If you are talking about any other thing, you are probably right.
-
Uh, sure. You might also fall on the concrete walk way around the pool, or on the lift, or the lift might fall on you, or any number of things.
Sure they might fall in the concrete, but that would be really obviously about to happen to have the fall.
Or like others have pointed out, they're using equipment designed for this, and probably nothing will happen lol
-
Maxim 43: If it's stupid and it works, it's still stupid and you're lucky.
the seventy maxims of maximally effective mercenaries?
-
The OP is "just" reckless overconfidence. This is defiance against god.
I'm from the city which builds these.
We built the previous largest record ships as well. I drove people to an event when Oasis of the Seas launched, iirc.

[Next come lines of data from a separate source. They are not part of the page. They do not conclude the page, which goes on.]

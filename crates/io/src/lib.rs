//! `racematch-io`: loading source tables and publishing run artifacts.
//!
//! Inputs are CSV/TSV files or spreadsheet workbooks. Outputs are an xlsx
//! workbook, a flat CSV of the data sheet and a JSON report, each written
//! atomically.

pub mod artifact;
pub mod csv;
pub mod error;
pub mod json;
pub mod publish;
pub mod update;
pub mod xlsx;

use std::collections::BTreeMap;
use std::path::{Path, PathBuf};

use racematch_recon::config::SourceConfig;
use racematch_recon::{MatchConfig, MatchInput, RunReport, Table};

pub use error::IoError;

const SPREADSHEET_EXTENSIONS: [&str; 5] = ["xlsx", "xlsm", "xls", "xlsb", "ods"];

/// Load a table by extension. Spreadsheets read `sheet` (or the first sheet);
/// anything else is treated as delimited text.
pub fn load_table(path: &Path, sheet: Option<&str>) -> Result<Table, IoError> {
    let ext = path
        .extension()
        .and_then(|e| e.to_str())
        .map(|e| e.to_ascii_lowercase())
        .unwrap_or_default();

    if SPREADSHEET_EXTENSIONS.contains(&ext.as_str()) {
        xlsx::read_table(path, sheet)
    } else {
        csv::read_table(path)
    }
}

/// Resolve a configured path against the config file's directory.
pub fn resolve_path(base_dir: &Path, file: &str) -> PathBuf {
    let path = Path::new(file);
    if path.is_absolute() {
        path.to_path_buf()
    } else {
        base_dir.join(path)
    }
}

fn load_side(source: &SourceConfig, base_dir: &Path) -> Result<Table, IoError> {
    let path = resolve_path(base_dir, &source.file);
    let table = load_table(&path, source.sheet.as_deref())?;
    log::info!(
        "loaded '{}' from {} ({} rows)",
        source.name,
        path.display(),
        table.rows.len()
    );
    Ok(table)
}

/// Load the source and every target table named by `config`.
pub fn load_input(config: &MatchConfig, base_dir: &Path) -> Result<MatchInput, IoError> {
    let source = load_side(&config.source, base_dir)?;
    let mut targets = BTreeMap::new();
    for target in &config.targets {
        targets.insert(target.name.clone(), load_side(target, base_dir)?);
    }
    Ok(MatchInput { source, targets })
}

/// Write every configured artifact. Returns the paths written, in order
/// xlsx, csv, json.
///
/// In update mode an existing workbook is edited in place: only the managed
/// sheets are rewritten and everything else in the package is kept as is.
pub fn write_outputs(
    report: &RunReport,
    config: &MatchConfig,
    base_dir: &Path,
) -> Result<Vec<PathBuf>, IoError> {
    let output = &config.output;
    let mut written = Vec::new();

    if let Some(ref file) = output.xlsx {
        let path = resolve_path(base_dir, file);
        let sheets = artifact::managed_sheets(report, config);
        if output.update && path.exists() {
            let kept = update::update_workbook(&path, &sheets)?;
            log::info!(
                "update mode: kept {kept} other sheet(s) in {}",
                path.display()
            );
        } else {
            xlsx::write_workbook(&sheets, &path)?;
        }
        written.push(path);
    }

    if let Some(ref file) = output.csv {
        let path = resolve_path(base_dir, file);
        csv::write_table(&artifact::data_sheet(report, config).to_table(), &path)?;
        written.push(path);
    }

    if let Some(ref file) = output.json {
        let path = resolve_path(base_dir, file);
        json::write_report(report, &path)?;
        written.push(path);
    }

    for path in &written {
        log::info!("wrote {}", path.display());
    }
    Ok(written)
}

This somehow seems much taller from this perspective. Bet it's the lense a bit, but also, it's the fact that the ships are so big that driving next to them gives you no sense of their scale. Or height, at least.
Although I know that in comparison to the ferries we actually use, these are humongous.
And even the ferries feel absolutely huge when you're standing on the top deck and looking down at the sea.
I don't have like much thalassophobia or the fear of heights, but leaning over a railing on a cruise ship in the middle of the night to gaze at the abyss really does chill a person a little. I just wonder how that would feel at the top of one of those highers decks. Especially in a storm.
-
They're a vacation where everything is taken care of for you. Find a spot, read a book, get all the drinks you want. Need food? Walk over to the chosen food place. Even with thousands of people on board, you can generally find a quiet spot with drinks.
There's all-inclusive resorts, yes, and I've found they're generally more expensive than cruises. If you make your resort hotel float, it's cheaper. I don't know why.
I'd only go anymore if it's a trip that would show things you generally can't see other ways, such as the coast of Alaska or Norway, or going through the Panama Canal. Caribbean cruises are an absolute waste.
In addition to the stuff the other person said, they can also dodge labor laws and pay people substandard wages, providing inadequate health& safety benefits, and get you close to a high-value location without paying for real estate or contributing to the local tax base.
Cruises are bad. Period.
-
If you are talking about the shape (wider on the top than on the bottom), it's not really a problem.
If you are talking about any other thing, you are probably right.
Yeah I mean there's a laundry list but that didn't even cross my mind.
-
If they have to get out of the lift, it is at it's lowest position. That means all the weight is in the middle of the platform and the weight of 2 man will not be enough to make the platform flip over.
They will have to jump to the side I suppose. Just step off. Maybe the can even paddle the platform around, I imagine there is at least one piece of rope to manipulate the platform when there is nobody on it.
The lift will go off, the same way it came on. Probably some sort of crane. I cannot imagine they just drove it on there, but maybe they did. Maybe even a forklift with long forks. There are forklifts that could probably handle that kind of weight so far away on the forks.
If it's maintenance they have to do regularly, there might even be a part of the pool tooled for it with arms for the floating block to sit on while they drive the lift on and off normally. Or a ramp with rollers where it gets launched like a boat and a winch to pull it back up the ramp to get out. That last one is my guess, since that whole setup could be portable as long as they had somewhere to anchor the ramp and winch.
-
You say it’s working but they haven’t yet gotten back out of the lift nor have they gotten the lift back out of the water.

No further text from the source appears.